The Government is currently consulting on its fuel poverty plans. One of the primary objectives is to set a new target to “ensure that as many fuel poor homes as is reasonably practicable achieve a minimum energy efficiency standard of Band C, by 2030.” Putting aside for a moment the question of what ‘reasonably practicable’ might mean, and the lengthy 15 year time frame, this is a highly desirable outcome. But there is nothing revolutionary in these plans and we have to ask whether they are likely to make a meaningful difference.

We have already had years of government-led plans; support via energy companies in the form of ECO, CERT, CESP and others; SAP ratings; and Energy Performance certificates. More recently we have new funds for the Green Deal programme to manage the cost of energy saving measures. And yet people are still suffering through the winter months. The important question is: why?

The National Energy Study highlights some disturbing, though maybe not surprising, issues. Only 20% of people actually know what they are paying for their electricity; a third of people don’t know how to set their heating controls; and three out of four people find energy bills difficult to understand.
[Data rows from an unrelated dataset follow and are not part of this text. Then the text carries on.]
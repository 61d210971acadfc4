use serde::{Deserialize, Serialize};
use serde_json::Value;

#[derive(Debug, Clone, Copy, PartialEq, Eq, Hash)]
pub enum ErrorCode {
    ConfigMissingKey,
    ConfigInvalidJson,
    ConfigInvalidValue,

    ValidationMissingArgument,
    ValidationInvalidArgument,
    ValidationInvalidJson,

    WorkflowNotFound,

    ApiRequestFailed,
    ApiTransportFailed,
    ApiRateLimited,
    ApiPaginationLimit,

    CommandFailed,

    InternalIoError,
    InternalJsonError,
    InternalUnexpected,
}

impl ErrorCode {
    pub fn as_str(&self) -> &'static str {
        match self {
            ErrorCode::ConfigMissingKey => "config.missing_key",
            ErrorCode::ConfigInvalidJson => "config.invalid_json",
            ErrorCode::ConfigInvalidValue => "config.invalid_value",

            ErrorCode::ValidationMissingArgument => "validation.missing_argument",
            ErrorCode::ValidationInvalidArgument => "validation.invalid_argument",
            ErrorCode::ValidationInvalidJson => "validation.invalid_json",

            ErrorCode::WorkflowNotFound => "workflow.not_found",

            ErrorCode::ApiRequestFailed => "api.request_failed",
            ErrorCode::ApiTransportFailed => "api.transport_failed",
            ErrorCode::ApiRateLimited => "api.rate_limited",
            ErrorCode::ApiPaginationLimit => "api.pagination_limit",

            ErrorCode::CommandFailed => "command.failed",

            ErrorCode::InternalIoError => "internal.io_error",
            ErrorCode::InternalJsonError => "internal.json_error",
            ErrorCode::InternalUnexpected => "internal.unexpected",
        }
    }

    pub fn exit_code(&self) -> i32 {
        match self {
            ErrorCode::ConfigMissingKey
            | ErrorCode::ConfigInvalidJson
            | ErrorCode::ConfigInvalidValue
            | ErrorCode::ValidationMissingArgument
            | ErrorCode::ValidationInvalidArgument
            | ErrorCode::ValidationInvalidJson => 2,

            ErrorCode::WorkflowNotFound => 4,

            ErrorCode::ApiRequestFailed
            | ErrorCode::ApiTransportFailed
            | ErrorCode::ApiRateLimited
            | ErrorCode::ApiPaginationLimit
            | ErrorCode::CommandFailed => REMOTE_FAILURE_EXIT_CODE,

            ErrorCode::InternalIoError
            | ErrorCode::InternalJsonError
            | ErrorCode::InternalUnexpected => 1,
        }
    }
}

#[derive(Debug, Clone, Serialize, Deserialize, PartialEq, Eq)]
#[serde(rename_all = "camelCase")]
pub struct Hint {
    pub message: String,
}

#[derive(Debug, Serialize)]
#[serde(rename_all = "camelCase")]
pub struct ConfigMissingKeyDetails {
    pub key: String,
    #[serde(skip_serializing_if = "Option::is_none")]
    pub path: Option<String>,
}

#[derive(Debug, Serialize)]
#[serde(rename_all = "camelCase")]
pub struct ConfigInvalidJsonDetails {
    pub path: String,
    pub error: String,
}

#[derive(Debug, Serialize)]
#[serde(rename_all = "camelCase")]
pub struct ConfigInvalidValueDetails {
    pub key: String,
    #[serde(skip_serializing_if = "Option::is_none")]
    pub value: Option<String>,
    pub problem: String,
}

#[derive(Debug, Clone)]
pub struct Error {
    pub code: ErrorCode,
    pub message: String,
    pub details: Value,
    pub hints: Vec<Hint>,
    pub retryable: Option<bool>,
}

pub type Result<T> = std::result::Result<T, Error>;

/// Exit code for failures reported by a remote platform.
pub const REMOTE_FAILURE_EXIT_CODE: i32 = 20;

/// Non-fatal problem carried in command output.
#[derive(Debug, Clone, Serialize, PartialEq)]
pub struct Warning {
    pub code: String,
    pub message: String,
    pub details: Value,
}

impl From<Error> for Warning {
    fn from(err: Error) -> Self {
        Self {
            code: err.code.as_str().to_string(),
            message: err.message,
            details: err.details,
        }
    }
}

impl std::fmt::Display for Error {
    fn fmt(&self, f: &mut std::fmt::Formatter<'_>) -> std::fmt::Result {
        write!(f, "{}", self.message)
    }
}

impl std::error::Error for Error {}

#[derive(Debug, Serialize)]
#[serde(rename_all = "camelCase")]
pub struct NotFoundDetails {
    pub id: String,
}

#[derive(Debug, Serialize)]
#[serde(rename_all = "camelCase")]
pub struct MissingArgumentDetails {
    pub args: Vec<String>,
}

#[derive(Debug, Serialize)]
#[serde(rename_all = "camelCase")]
pub struct InvalidArgumentDetails {
    pub field: String,
    pub problem: String,
    #[serde(skip_serializing_if = "Option::is_none")]
    pub id: Option<String>,
    #[serde(skip_serializing_if = "Option::is_none")]
    pub tried: Option<Vec<String>>,
}

#[derive(Debug, Serialize)]
#[serde(rename_all = "camelCase")]
pub struct InternalIoErrorDetails {
    pub error: String,
    #[serde(skip_serializing_if = "Option::is_none")]
    pub context: Option<String>,
}

#[derive(Debug, Serialize)]
#[serde(rename_all = "camelCase")]
pub struct InternalJsonErrorDetails {
    pub error: String,
    #[serde(skip_serializing_if = "Option::is_none")]
    pub context: Option<String>,
}

#[derive(Debug, Serialize)]
#[serde(rename_all = "camelCase")]
pub struct ApiRequestFailedDetails {
    pub method: String,
    pub url: String,
    pub status: u16,
    pub body: String,
}

#[derive(Debug, Serialize)]
#[serde(rename_all = "camelCase")]
pub struct ApiTransportFailedDetails {
    pub method: String,
    pub url: String,
    pub error: String,
}

#[derive(Debug, Serialize)]
#[serde(rename_all = "camelCase")]
pub struct CommandFailedDetails {
    pub command: String,
    pub exit_code: i32,
}

fn to_details<T: Serialize>(details: T) -> Value {
    serde_json::to_value(details).unwrap_or_else(|_| Value::Object(serde_json::Map::new()))
}

impl Error {
    pub fn new(code: ErrorCode, message: impl Into<String>, details: Value) -> Self {
        Self {
            code,
            message: message.into(),
            details,
            hints: Vec::new(),
            retryable: None,
        }
    }

    pub fn validation_missing_argument(args: Vec<String>) -> Self {
        Self::new(
            ErrorCode::ValidationMissingArgument,
            "Missing required argument",
            to_details(MissingArgumentDetails { args }),
        )
    }

    pub fn validation_invalid_argument(
        field: impl Into<String>,
        problem: impl Into<String>,
        id: Option<String>,
        tried: Option<Vec<String>>,
    ) -> Self {
        let details = to_details(InvalidArgumentDetails {
            field: field.into(),
            problem: problem.into(),
            id,
            tried,
        });

        Self::new(
            ErrorCode::ValidationInvalidArgument,
            "Invalid argument",
            details,
        )
    }

    pub fn validation_invalid_json(err: serde_json::Error, context: Option<String>) -> Self {
        let details = serde_json::json!({
            "error": err.to_string(),
            "context": context,
        });

        Self::new(ErrorCode::ValidationInvalidJson, "Invalid JSON", details)
    }

    pub fn workflow_not_found(name: impl Into<String>) -> Self {
        Self::new(
            ErrorCode::WorkflowNotFound,
            "Workflow not found",
            to_details(NotFoundDetails { id: name.into() }),
        )
        .with_hint("Run 'lizzy workflows list' to see available workflows")
    }

    pub fn config_missing_key(key: impl Into<String>, path: Option<String>) -> Self {
        let key = key.into();
        let hint = format!("Set '{}' with 'lizzy config set {} <value>'", key, key);
        Self::new(
            ErrorCode::ConfigMissingKey,
            "Missing required configuration key",
            to_details(ConfigMissingKeyDetails { key, path }),
        )
        .with_hint(hint)
    }

    pub fn config_invalid_json(path: impl Into<String>, err: serde_json::Error) -> Self {
        let details = to_details(ConfigInvalidJsonDetails {
            path: path.into(),
            error: err.to_string(),
        });

        Self::new(
            ErrorCode::ConfigInvalidJson,
            "Invalid JSON in configuration",
            details,
        )
        .with_hint("Fix the JSON syntax or run 'lizzy config edit'")
    }

    pub fn config_invalid_value(
        key: impl Into<String>,
        value: Option<String>,
        problem: impl Into<String>,
    ) -> Self {
        let details = to_details(ConfigInvalidValueDetails {
            key: key.into(),
            value,
            problem: problem.into(),
        });

        Self::new(
            ErrorCode::ConfigInvalidValue,
            "Invalid configuration value",
            details,
        )
    }

    pub fn api_request_failed(
        method: impl Into<String>,
        url: impl Into<String>,
        status: u16,
        body: impl Into<String>,
    ) -> Self {
        let details = to_details(ApiRequestFailedDetails {
            method: method.into(),
            url: url.into(),
            status,
            body: body.into(),
        });

        Self::new(
            ErrorCode::ApiRequestFailed,
            format!("API error: HTTP {}", status),
            details,
        )
    }

    pub fn api_transport_failed(
        method: impl Into<String>,
        url: impl Into<String>,
        error: impl Into<String>,
    ) -> Self {
        let details = to_details(ApiTransportFailedDetails {
            method: method.into(),
            url: url.into(),
            error: error.into(),
        });

        let mut err = Self::new(
            ErrorCode::ApiTransportFailed,
            "HTTP request failed",
            details,
        );
        err.retryable = Some(true);
        err
    }

    pub fn api_rate_limited(url: impl Into<String>, attempts: u32) -> Self {
        let mut err = Self::new(
            ErrorCode::ApiRateLimited,
            format!("Rate limited after {} attempts", attempts),
            serde_json::json!({ "url": url.into(), "attempts": attempts }),
        );
        err.retryable = Some(true);
        err
    }

    pub fn api_pagination_limit(url: impl Into<String>, max_pages: u32) -> Self {
        Self::new(
            ErrorCode::ApiPaginationLimit,
            format!("Stopped after {} pages", max_pages),
            serde_json::json!({ "url": url.into(), "maxPages": max_pages }),
        )
    }

    pub fn command_failed(command: impl Into<String>, exit_code: i32) -> Self {
        Self::new(
            ErrorCode::CommandFailed,
            format!("Command exited with code {}", exit_code),
            to_details(CommandFailedDetails {
                command: command.into(),
                exit_code,
            }),
        )
    }

    pub fn internal_io(error: impl Into<String>, context: Option<String>) -> Self {
        let details = to_details(InternalIoErrorDetails {
            error: error.into(),
            context,
        });

        Self::new(ErrorCode::InternalIoError, "IO error", details)
    }

    pub fn internal_json(error: impl Into<String>, context: Option<String>) -> Self {
        let details = to_details(InternalJsonErrorDetails {
            error: error.into(),
            context,
        });

        Self::new(ErrorCode::InternalJsonError, "JSON error", details)
    }

    pub fn internal_unexpected(error: impl Into<String>) -> Self {
        Self::new(
            ErrorCode::InternalUnexpected,
            "Unexpected error",
            serde_json::json!({ "error": error.into() }),
        )
    }

    pub fn with_hint(mut self, message: impl Into<String>) -> Self {
        self.hints.push(Hint {
            message: message.into(),
        });
        self
    }

    pub fn with_details_field(mut self, key: &str, value: Value) -> Self {
        if let Value::Object(map) = &mut self.details {
            map.insert(key.to_string(), value);
        }
        self
    }
}

#[cfg(test)]
mod tests {
    use super::*;

    #[test]
    fn missing_key_names_the_dotted_key() {
        let err = Error::config_missing_key("terraform.api_token", None);
        assert_eq!(err.code, ErrorCode::ConfigMissingKey);
        assert_eq!(err.details["key"], "terraform.api_token");
        assert!(err.hints[0].message.contains("terraform.api_token"));
    }

    #[test]
    fn transport_failure_is_retryable() {
        let err = Error::api_transport_failed("GET", "https://example.test", "connection refused");
        assert_eq!(err.code.as_str(), "api.transport_failed");
        assert_eq!(err.retryable, Some(true));
        assert_eq!(err.details["error"], "connection refused");
    }

    #[test]
    fn exit_codes_group_by_category() {
        assert_eq!(ErrorCode::ConfigMissingKey.exit_code(), 2);
        assert_eq!(ErrorCode::WorkflowNotFound.exit_code(), 4);
        assert_eq!(ErrorCode::ApiTransportFailed.exit_code(), 20);
        assert_eq!(ErrorCode::InternalUnexpected.exit_code(), 1);
    }

    #[test]
    fn warning_keeps_code_and_details() {
        let warning = Warning::from(Error::api_rate_limited("https://example.test", 5));
        assert_eq!(warning.code, "api.rate_limited");
        assert_eq!(warning.details["attempts"], 5);
    }

    #[test]
    fn details_field_is_added_to_object_details() {
        let err = Error::api_transport_failed("POST", "https://example.test", "reset")
            .with_details_field("failedUnits", serde_json::json!(3));
        assert_eq!(err.details["failedUnits"], 3);
    }
}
In short, people are finding it hard to manage their heating, because they don’t understand it.

There is, however, another trend highlighted in this report that I believe gives the greatest hope for making real changes in a timescale that is acceptable. The most trusted partner for energy advice of a resident living in social housing is: the social landlord. Energy charities as well as friends and family come second to this. Government and energy companies, those who are at the forefront of implementing energy saving measures, are trusted by only a third of people.

What this study has shown is that the group that people are looking to for advice on how to best heat their homes, is the group that provides the homes themselves. What better opportunity for delivering effective energy saving measures. Social landlords are great agents of change, and their tenants trust them. Where they engage, they are successful.
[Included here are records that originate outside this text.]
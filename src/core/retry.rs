use std::time::Duration;

use crate::error::{Error, Result};
use crate::settings::Settings;

const DEFAULT_MAX_ATTEMPTS: u32 = 5;
const DEFAULT_DELAY_SECS: u64 = 10;
const DEFAULT_MAX_DELAY_SECS: u64 = 60;

/// Budget for rate-limited requests.
///
/// `max_attempts` counts every send of the same request, including the first.
#[derive(Debug, Clone, Copy, PartialEq, Eq)]
pub struct RetryPolicy {
    pub max_attempts: u32,
    pub default_delay: Duration,
    pub max_delay: Duration,
}

impl Default for RetryPolicy {
    fn default() -> Self {
        Self {
            max_attempts: DEFAULT_MAX_ATTEMPTS,
            default_delay: Duration::from_secs(DEFAULT_DELAY_SECS),
            max_delay: Duration::from_secs(DEFAULT_MAX_DELAY_SECS),
        }
    }
}

impl RetryPolicy {
    /// Read `<prefix>.max_attempts`, `<prefix>.default_delay_secs` and
    /// `<prefix>.max_delay_secs`, keeping defaults for unset keys.
    pub fn from_settings(settings: &Settings, prefix: &str) -> Result<Self> {
        let defaults = Self::default();

        let max_attempts = match settings.get_u64(&format!("{}.max_attempts", prefix))? {
            Some(0) => {
                return Err(Error::config_invalid_value(
                    format!("{}.max_attempts", prefix),
                    Some("0".to_string()),
                    "At least one attempt is required",
                ))
            }
            Some(n) => u32::try_from(n).unwrap_or(u32::MAX),
            None => defaults.max_attempts,
        };

        let default_delay = settings
            .get_u64(&format!("{}.default_delay_secs", prefix))?
            .map(Duration::from_secs)
            .unwrap_or(defaults.default_delay);

        let max_delay = settings
            .get_u64(&format!("{}.max_delay_secs", prefix))?
            .map(Duration::from_secs)
            .unwrap_or(defaults.max_delay);

        Ok(Self {
            max_attempts,
            default_delay,
            max_delay: max_delay.max(default_delay),
        })
    }

    /// Delay before re-sending after the `attempt`-th rate-limited response.
    ///
    /// An explicit `Retry-After` wins; otherwise the default delay doubles per
    /// attempt. Both are capped at `max_delay`.
    pub fn delay_for(&self, attempt: u32, retry_after: Option<u64>) -> Duration {
        let delay = match retry_after {
            Some(secs) => Duration::from_secs(secs),
            None => {
                let exponent = attempt.saturating_sub(1).min(16);
                self.default_delay.saturating_mul(1u32 << exponent)
            }
        };
        delay.min(self.max_delay)
    }

    pub fn allows_another_attempt(&self, attempts_so_far: u32) -> bool {
        attempts_so_far < self.max_attempts
    }
}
It is now time for all social landlords to take the lead and help their tenants to manage their energy directly. Government can continue to consult on the right measures to address fuel poverty by 2030, while social landlords have the opportunity to make it possible to heat people’s homes this winter.

CityWest Homes, Westminster’s leading housing provider, has recently pledged to fit a Chop-Cloc with all new boilers installed across their estate of 21,000 homes.